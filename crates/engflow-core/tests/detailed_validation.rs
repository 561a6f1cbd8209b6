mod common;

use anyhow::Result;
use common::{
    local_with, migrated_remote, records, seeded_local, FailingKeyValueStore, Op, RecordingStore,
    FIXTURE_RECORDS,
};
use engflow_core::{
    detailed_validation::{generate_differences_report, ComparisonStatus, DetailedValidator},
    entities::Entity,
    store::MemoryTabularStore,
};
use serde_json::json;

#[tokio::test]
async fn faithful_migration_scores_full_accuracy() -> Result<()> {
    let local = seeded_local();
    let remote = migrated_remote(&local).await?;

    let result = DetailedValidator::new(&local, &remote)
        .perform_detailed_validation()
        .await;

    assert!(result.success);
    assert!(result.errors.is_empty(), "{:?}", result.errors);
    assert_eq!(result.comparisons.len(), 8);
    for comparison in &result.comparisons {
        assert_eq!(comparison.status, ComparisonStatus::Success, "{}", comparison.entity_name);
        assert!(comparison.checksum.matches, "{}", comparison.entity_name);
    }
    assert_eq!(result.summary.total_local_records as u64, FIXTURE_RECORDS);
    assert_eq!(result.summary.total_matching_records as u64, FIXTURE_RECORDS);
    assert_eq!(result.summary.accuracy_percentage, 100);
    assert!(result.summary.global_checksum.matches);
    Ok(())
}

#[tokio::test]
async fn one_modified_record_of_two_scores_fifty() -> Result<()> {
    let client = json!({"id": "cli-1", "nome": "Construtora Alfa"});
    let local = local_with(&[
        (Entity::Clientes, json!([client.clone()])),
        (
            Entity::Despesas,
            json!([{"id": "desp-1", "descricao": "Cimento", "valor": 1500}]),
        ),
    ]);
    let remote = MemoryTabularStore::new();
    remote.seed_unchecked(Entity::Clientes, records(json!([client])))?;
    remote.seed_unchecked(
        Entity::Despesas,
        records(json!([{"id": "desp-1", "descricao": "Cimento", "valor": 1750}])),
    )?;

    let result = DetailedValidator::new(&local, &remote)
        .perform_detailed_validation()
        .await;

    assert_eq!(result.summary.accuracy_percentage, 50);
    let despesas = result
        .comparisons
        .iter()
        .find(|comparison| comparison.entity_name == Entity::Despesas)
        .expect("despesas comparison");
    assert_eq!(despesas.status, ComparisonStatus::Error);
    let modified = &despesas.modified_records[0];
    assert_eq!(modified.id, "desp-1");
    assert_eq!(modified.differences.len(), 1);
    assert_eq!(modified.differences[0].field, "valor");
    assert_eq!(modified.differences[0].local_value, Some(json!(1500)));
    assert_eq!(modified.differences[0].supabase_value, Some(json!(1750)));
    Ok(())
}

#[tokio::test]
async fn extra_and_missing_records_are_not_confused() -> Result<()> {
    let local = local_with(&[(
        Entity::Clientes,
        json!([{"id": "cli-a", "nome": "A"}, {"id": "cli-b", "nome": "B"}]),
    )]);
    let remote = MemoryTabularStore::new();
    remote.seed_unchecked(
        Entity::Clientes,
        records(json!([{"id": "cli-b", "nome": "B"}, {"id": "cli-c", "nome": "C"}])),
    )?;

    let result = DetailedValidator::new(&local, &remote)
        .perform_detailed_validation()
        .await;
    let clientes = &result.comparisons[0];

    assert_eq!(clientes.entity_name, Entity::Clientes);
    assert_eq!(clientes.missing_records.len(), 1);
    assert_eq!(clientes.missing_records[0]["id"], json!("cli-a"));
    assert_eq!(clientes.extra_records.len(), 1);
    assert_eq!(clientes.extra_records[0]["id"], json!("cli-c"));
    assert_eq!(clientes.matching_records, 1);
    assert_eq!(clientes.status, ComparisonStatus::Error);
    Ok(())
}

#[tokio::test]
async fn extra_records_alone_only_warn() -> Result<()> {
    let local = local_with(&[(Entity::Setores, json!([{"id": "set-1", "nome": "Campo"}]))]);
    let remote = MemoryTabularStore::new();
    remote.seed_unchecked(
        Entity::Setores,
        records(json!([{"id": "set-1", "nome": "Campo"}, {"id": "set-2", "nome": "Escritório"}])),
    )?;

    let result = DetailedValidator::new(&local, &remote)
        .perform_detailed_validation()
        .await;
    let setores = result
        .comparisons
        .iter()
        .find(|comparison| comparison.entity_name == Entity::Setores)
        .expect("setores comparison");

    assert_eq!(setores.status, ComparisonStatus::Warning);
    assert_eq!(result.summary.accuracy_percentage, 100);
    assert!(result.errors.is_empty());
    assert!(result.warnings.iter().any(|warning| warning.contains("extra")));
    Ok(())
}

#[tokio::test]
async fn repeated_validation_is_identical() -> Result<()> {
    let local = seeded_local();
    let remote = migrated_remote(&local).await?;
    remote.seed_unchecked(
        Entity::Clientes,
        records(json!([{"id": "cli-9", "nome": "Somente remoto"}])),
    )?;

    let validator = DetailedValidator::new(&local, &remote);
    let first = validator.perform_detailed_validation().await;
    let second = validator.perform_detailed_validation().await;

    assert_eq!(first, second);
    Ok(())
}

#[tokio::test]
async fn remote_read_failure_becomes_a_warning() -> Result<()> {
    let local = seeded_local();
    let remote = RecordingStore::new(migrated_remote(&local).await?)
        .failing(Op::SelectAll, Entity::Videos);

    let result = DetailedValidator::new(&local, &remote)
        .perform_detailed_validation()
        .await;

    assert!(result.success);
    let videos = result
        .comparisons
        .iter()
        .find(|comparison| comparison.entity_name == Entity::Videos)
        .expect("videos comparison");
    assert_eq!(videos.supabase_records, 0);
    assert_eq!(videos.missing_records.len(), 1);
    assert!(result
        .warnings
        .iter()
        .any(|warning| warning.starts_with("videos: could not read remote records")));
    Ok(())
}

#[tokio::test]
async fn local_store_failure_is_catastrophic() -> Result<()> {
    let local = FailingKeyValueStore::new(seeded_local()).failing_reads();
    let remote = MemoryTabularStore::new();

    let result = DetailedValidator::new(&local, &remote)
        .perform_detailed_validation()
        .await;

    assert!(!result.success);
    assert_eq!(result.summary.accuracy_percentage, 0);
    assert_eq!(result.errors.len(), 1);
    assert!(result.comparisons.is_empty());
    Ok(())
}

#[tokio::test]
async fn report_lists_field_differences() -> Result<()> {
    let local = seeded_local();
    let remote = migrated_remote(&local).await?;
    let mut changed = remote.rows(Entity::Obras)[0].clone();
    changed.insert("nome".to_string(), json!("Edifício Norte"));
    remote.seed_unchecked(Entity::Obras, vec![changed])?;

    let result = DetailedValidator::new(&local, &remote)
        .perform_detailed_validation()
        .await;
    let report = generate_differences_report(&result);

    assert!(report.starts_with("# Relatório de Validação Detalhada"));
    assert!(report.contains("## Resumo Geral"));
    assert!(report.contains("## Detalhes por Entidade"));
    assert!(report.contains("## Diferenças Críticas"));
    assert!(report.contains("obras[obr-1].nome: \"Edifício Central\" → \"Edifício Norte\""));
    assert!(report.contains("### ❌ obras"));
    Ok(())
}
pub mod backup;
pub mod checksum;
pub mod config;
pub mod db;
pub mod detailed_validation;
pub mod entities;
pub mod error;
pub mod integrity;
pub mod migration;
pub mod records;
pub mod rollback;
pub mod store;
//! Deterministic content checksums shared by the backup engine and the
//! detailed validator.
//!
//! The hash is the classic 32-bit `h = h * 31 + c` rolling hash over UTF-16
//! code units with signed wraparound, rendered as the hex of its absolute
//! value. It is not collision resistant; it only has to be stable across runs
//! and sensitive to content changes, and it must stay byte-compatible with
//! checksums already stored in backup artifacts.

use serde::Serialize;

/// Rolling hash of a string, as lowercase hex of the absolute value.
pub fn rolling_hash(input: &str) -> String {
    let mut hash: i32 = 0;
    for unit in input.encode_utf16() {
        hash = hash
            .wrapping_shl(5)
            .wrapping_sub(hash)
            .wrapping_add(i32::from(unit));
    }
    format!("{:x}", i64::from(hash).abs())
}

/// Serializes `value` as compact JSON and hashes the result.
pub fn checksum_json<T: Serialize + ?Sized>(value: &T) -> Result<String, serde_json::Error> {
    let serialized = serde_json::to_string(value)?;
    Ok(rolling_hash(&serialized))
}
■ ■ ■ ■
EXERCISE AIM: Within the material above, output exactly the lines from the one with "let clientes = &result.comparisons[0];" through the one with "async fn extra_records_alone_only_warn()", end lines included, and nothing besides.

PROBLEM SOLUTION:
    let clientes = &result.comparisons[0];

    assert_eq!(clientes.entity_name, Entity::Clientes);
    assert_eq!(clientes.missing_records.len(), 1);
    assert_eq!(clientes.missing_records[0]["id"], json!("cli-a"));
    assert_eq!(clientes.extra_records.len(), 1);
    assert_eq!(clientes.extra_records[0]["id"], json!("cli-c"));
    assert_eq!(clientes.matching_records, 1);
    assert_eq!(clientes.status, ComparisonStatus::Error);
    Ok(())
}

#[tokio::test]
async fn extra_records_alone_only_warn() -> Result<()> {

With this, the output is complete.